Le régulateur exige un renforcement des procédures d’identification, l’automatisation du contrôle, la formation du personnel et une supervision différenciée. Cependant, Algérie Poste reste une entreprise publique aux missions multiples et aux moyens limités.
Le rapport souligne des vulnérabilités importantes dans les dispositifs de maîtrise des risques de blanchiment d’argent, avec un score global d’atténuation évalué à “1,13”, soit un dispositif d’atténuation jugé inefficace.

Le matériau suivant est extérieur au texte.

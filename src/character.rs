//! Characters and their capability table.
//!
//! A [`Character`] carries an explicit set of optional components (stats,
//! vitals, resistances, actions). Systems ask for a component and get a
//! `MissingCapability` error when it is absent, which action traversal
//! treats as "skip this target".

use crate::action::GameAction;
use crate::category::StatCategory;
use crate::entity::{EntityId, Target};
use crate::error::CombatError;
use crate::grid::Tile;
use crate::numeric::StatValue;
use crate::registry::StatsRegistry;
use crate::status::StatusEffect;
use crate::vitals::{Resistances, Vitals};
use serde::{Deserialize, Serialize};
use std::collections::BTreeMap;
use std::sync::Arc;
use tracing::debug;

/// A component a character may or may not have.
#[derive(Debug, Clone, Copy, PartialEq, Eq, Hash, Serialize, Deserialize)]
pub enum Capability {
    Stats,
    Vitals,
    /// Vitals plus resistances: the entity can be damaged and healed.
    DamageReceiver,
    Actions,
    Position,
}

/// A combatant.
///
/// # Examples
///
/// ```rust
/// use zzcombat::{Capability, Character, Resistances, Vitals};
///
/// let barrel = Character::new("barrel", "Barrel");
/// assert!(!barrel.has(Capability::DamageReceiver));
///
/// let goblin = Character::new("goblin", "Goblin")
///     .with_vitals(Vitals::with_health(7).unwrap())
///     .with_resistances(Resistances::new());
/// assert!(goblin.has(Capability::DamageReceiver));
/// assert!(goblin.is_alive());
/// ```
#[derive(Debug, Clone)]
pub struct Character {
    id: EntityId,
    name: String,
    team: Option<String>,
    tile: Option<Tile>,
    stats: Option<StatsRegistry>,
    vitals: Option<Vitals>,
    resistances: Option<Resistances>,
    actions: Option<Vec<Arc<GameAction>>>,
    effects: BTreeMap<String, StatusEffect>,
}

impl Character {
    pub fn new(id: impl Into<EntityId>, name: impl Into<String>) -> Self {
        Self {
            id: id.into(),
            name: name.into(),
            team: None,
            tile: None,
            stats: None,
            vitals: None,
            resistances: None,
            actions: None,
            effects: BTreeMap::new(),
        }
    }

    pub fn with_team(mut self, team: impl Into<String>) -> Self {
        self.team = Some(team.into());
        self
    }

    pub fn with_tile(mut self, tile: Tile) -> Self {
        self.tile = Some(tile);
        self
    }

    pub fn with_stats(mut self, stats: StatsRegistry) -> Self {
        self.stats = Some(stats);
        self
    }

    pub fn with_vitals(mut self, vitals: Vitals) -> Self {
        self.vitals = Some(vitals);
        self
    }

    pub fn with_resistances(mut self, resistances: Resistances) -> Self {
        self.resistances = Some(resistances);
        self
    }

    pub fn with_actions(mut self, actions: Vec<Arc<GameAction>>) -> Self {
        self.actions = Some(actions);
        self
    }

    pub fn id(&self) -> &EntityId {
        &self.id
    }

    pub fn name(&self) -> &str {
        &self.name
    }

    pub fn team(&self) -> Option<&str> {
        self.team.as_deref()
    }

    /// Whether `other` is this character or shares its team.
    pub fn is_ally_of(&self, other: &Character) -> bool {
        self.id == other.id || (self.team.is_some() && self.team == other.team)
    }

    pub fn tile(&self) -> Option<Tile> {
        self.tile
    }

    pub fn set_tile(&mut self, tile: Option<Tile>) {
        self.tile = tile;
    }

    /// This character as an action target.
    pub fn as_target(&self) -> Target {
        Target {
            entity: self.id.clone(),
            tile: self.tile,
        }
    }

    pub fn has(&self, capability: Capability) -> bool {
        match capability {
            Capability::Stats => self.stats.is_some(),
            Capability::Vitals => self.vitals.is_some(),
            Capability::DamageReceiver => self.vitals.is_some() && self.resistances.is_some(),
            Capability::Actions => self.actions.is_some(),
            Capability::Position => self.tile.is_some(),
        }
    }

    fn missing(&self, capability: Capability) -> CombatError {
        CombatError::MissingCapability {
            entity: self.id.clone(),
            capability,
        }
    }

    pub fn stats(&self) -> Result<&StatsRegistry, CombatError> {
        self.stats
            .as_ref()
            .ok_or_else(|| self.missing(Capability::Stats))
    }

    pub fn stats_mut(&mut self) -> Result<&mut StatsRegistry, CombatError> {
        match self.stats.as_mut() {
            Some(stats) => Ok(stats),
            None => Err(CombatError::MissingCapability {
                entity: self.id.clone(),
                capability: Capability::Stats,
            }),
        }
    }

    pub fn vitals(&self) -> Result<&Vitals, CombatError> {
        self.vitals
            .as_ref()
            .ok_or_else(|| self.missing(Capability::Vitals))
    }

    pub fn vitals_mut(&mut self) -> Result<&mut Vitals, CombatError> {
        match self.vitals.as_mut() {
            Some(vitals) => Ok(vitals),
            None => Err(CombatError::MissingCapability {
                entity: self.id.clone(),
                capability: Capability::Vitals,
            }),
        }
    }

    pub fn resistances(&self) -> Result<&Resistances, CombatError> {
        self.resistances
            .as_ref()
            .ok_or_else(|| self.missing(Capability::DamageReceiver))
    }

    pub fn resistances_mut(&mut self) -> Result<&mut Resistances, CombatError> {
        match self.resistances.as_mut() {
            Some(resistances) => Ok(resistances),
            None => Err(CombatError::MissingCapability {
                entity: self.id.clone(),
                capability: Capability::DamageReceiver,
            }),
        }
    }

    /// Fail unless the character can receive damage and healing.
    pub fn require_damage_receiver(&self) -> Result<(), CombatError> {
        if self.has(Capability::DamageReceiver) {
            Ok(())
        } else {
            Err(self.missing(Capability::DamageReceiver))
        }
    }

    pub fn actions(&self) -> Result<&[Arc<GameAction>], CombatError> {
        self.actions
            .as_deref()
            .ok_or_else(|| self.missing(Capability::Actions))
    }

    /// Value of a registered stat.
    pub fn stat_value(&self, category: &StatCategory) -> Result<StatValue, CombatError> {
        self.stats()?.value(category)
    }

    /// Alive unless vitals say knocked out. Characters without vitals
    /// cannot be downed.
    pub fn is_alive(&self) -> bool {
        self.vitals.as_ref().map_or(true, |v| !v.is_knocked_out())
    }

    /// Apply a status effect, replacing an active instance with the same id.
    ///
    /// Modifiers on [`StatCategory::health`] go to the health pool when the
    /// stats registry has no such stat. The operation is atomic: if any
    /// modifier is rejected, stats and vitals are left as they were.
    pub fn apply_effect(&mut self, effect: &StatusEffect) -> Result<(), CombatError> {
        if !self.has(Capability::Stats) {
            return Err(self.missing(Capability::Stats));
        }
        let snapshot = (self.stats.clone(), self.vitals.clone());
        if self.effects.contains_key(&effect.id) {
            self.strip_modifiers(&effect.id);
        }

        if let Err(err) = self.add_effect_modifiers(effect) {
            (self.stats, self.vitals) = snapshot;
            return Err(err);
        }
        debug!(entity = %self.id, effect = %effect.id, "status effect applied");
        self.effects.insert(effect.id.clone(), effect.clone());
        Ok(())
    }

    /// Remove an active status effect. Returns whether it was active.
    pub fn remove_effect(&mut self, id: &str) -> bool {
        if self.effects.remove(id).is_none() {
            return false;
        }
        self.strip_modifiers(id);
        debug!(entity = %self.id, effect = id, "status effect removed");
        true
    }

    pub fn has_effect(&self, id: &str) -> bool {
        self.effects.contains_key(id)
    }

    pub fn active_effects(&self) -> impl Iterator<Item = &StatusEffect> {
        self.effects.values()
    }

    fn add_effect_modifiers(&mut self, effect: &StatusEffect) -> Result<(), CombatError> {
        for (category, modifier) in effect.modifiers_tagged() {
            let stats = self.stats_mut()?;
            if stats.contains(category) {
                stats.add_modifier(category, modifier)?;
                continue;
            }
            match self.vitals.as_mut() {
                Some(vitals) if *category == StatCategory::health() => {
                    vitals.health_mut().add_modifier(modifier)?;
                }
                _ => return Err(CombatError::MissingStat(category.clone())),
            }
        }
        Ok(())
    }

    fn strip_modifiers(&mut self, source: &str) {
        if let Some(stats) = self.stats.as_mut() {
            stats.remove_all_modifiers_from(source);
        }
        if let Some(vitals) = self.vitals.as_mut() {
            vitals.health_mut().remove_all_modifiers_from(source);
        }
    }
}

#[cfg(test)]
mod tests {
    use super::*;
    use crate::modifier::{Modifier, ModifierKind};
    use crate::stat::Stat;

    fn fighter() -> Character {
        let stats: StatsRegistry = [
            Stat::new(StatCategory::armor_class(), 15),
            Stat::new(StatCategory::attack_bonus(), 5),
        ]
        .into_iter()
        .collect();
        Character::new("fighter", "Fighter")
            .with_stats(stats)
            .with_vitals(Vitals::with_health(30).unwrap())
            .with_resistances(Resistances::new())
    }

    #[test]
    fn test_missing_capability_is_recoverable() {
        let rock = Character::new("rock", "Rock");
        let err = rock.vitals().unwrap_err();
        assert!(err.is_recoverable());
        assert!(rock.stat_value(&StatCategory::armor_class()).is_err());
    }

    #[test]
    fn test_apply_and_remove_effect() {
        let mut c = fighter();
        let bless = StatusEffect::new("bless")
            .with_modifier(StatCategory::attack_bonus(), ModifierKind::Flat { value: 2.into() })
            .with_modifier(StatCategory::health(), Modifier::flat(10, "").kind);
        c.apply_effect(&bless).unwrap();
        assert_eq!(
            c.stat_value(&StatCategory::attack_bonus()).unwrap(),
            StatValue::Int(7)
        );
        assert_eq!(c.vitals().unwrap().max_health(), 40);

        // Re-applying replaces instead of stacking.
        c.apply_effect(&bless).unwrap();
        assert_eq!(
            c.stat_value(&StatCategory::attack_bonus()).unwrap(),
            StatValue::Int(7)
        );

        assert!(c.remove_effect("bless"));
        assert!(!c.remove_effect("bless"));
        assert_eq!(
            c.stat_value(&StatCategory::attack_bonus()).unwrap(),
            StatValue::Int(5)
        );
        assert_eq!(c.vitals().unwrap().max_health(), 30);
    }

    #[test]
    fn test_apply_effect_rolls_back_on_failure() {
        let mut c = fighter();
        let broken = StatusEffect::new("broken")
            .with_modifier(StatCategory::armor_class(), Modifier::flat(3, "").kind)
            .with_modifier(StatCategory::from_str("Luck"), Modifier::flat(1, "").kind);
        let err = c.apply_effect(&broken).unwrap_err();
        assert_eq!(err, CombatError::MissingStat(StatCategory::from_str("Luck")));
        assert_eq!(
            c.stat_value(&StatCategory::armor_class()).unwrap(),
            StatValue::Int(15)
        );
        assert!(!c.has_effect("broken"));
    }

    #[test]
    fn test_allies() {
        let a = Character::new("a", "A").with_team("red");
        let b = Character::new("b", "B").with_team("red");
        let c = Character::new("c", "C").with_team("blue");
        let loner = Character::new("d", "D");
        assert!(a.is_ally_of(&b));
        assert!(!a.is_ally_of(&c));
        assert!(loner.is_ally_of(&loner));
        assert!(!loner.is_ally_of(&Character::new("e", "E")));
    }
}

En conséquence, le risque résiduel de blanchiment d’argent y est jugé plus élevé, avec un score de “7,72”.
Cette situation rend difficile la conciliation entre service public et exigences prudentielles, alors que l’Algérie s’est engagée à s’aligner sur les standards du GAFI avant l’évaluation internationale prévue en 2026. Ce calendrier conditionne la crédibilité financière du pays. Sans progrès visibles, l’Algérie risquerait d’être classée parmi les juridictions à risque, ce qui entraînerait un isolement financier aux conséquences graves.
Un risque pour la stabilité financière
La Banque d’Algérie souligne aussi que le secteur bancaire, malgré un risque global de blanchiment d’argent jugé moyen-lev, présente des vulnérabilités différentes selon la taille des banques. Les grandes banques ont un score de risque résiduel moyen-lev de “6,90”, tandis que les petites et moyennes banques ont un score plus bas, évalué à “1,37”.
Les banques de grande taille sont notamment exposées en raison de leur volume d’opérations, de la diversité de leur clientèle, et de l’étendue géographique de leur réseau, alors que leur dispositif d’atténuation obtient un score faible de “1,18”, traduisant des faiblesses dans la gouvernance et les systèmes d’alerte.
Algérie Poste, avec son immense réseau et sa gestion importante de flux liquides, constitue donc un point névralgique dans la lutte anti-blanchiment en Algérie, mais les moyens pour garantir une surveillance efficace restent insuffisants.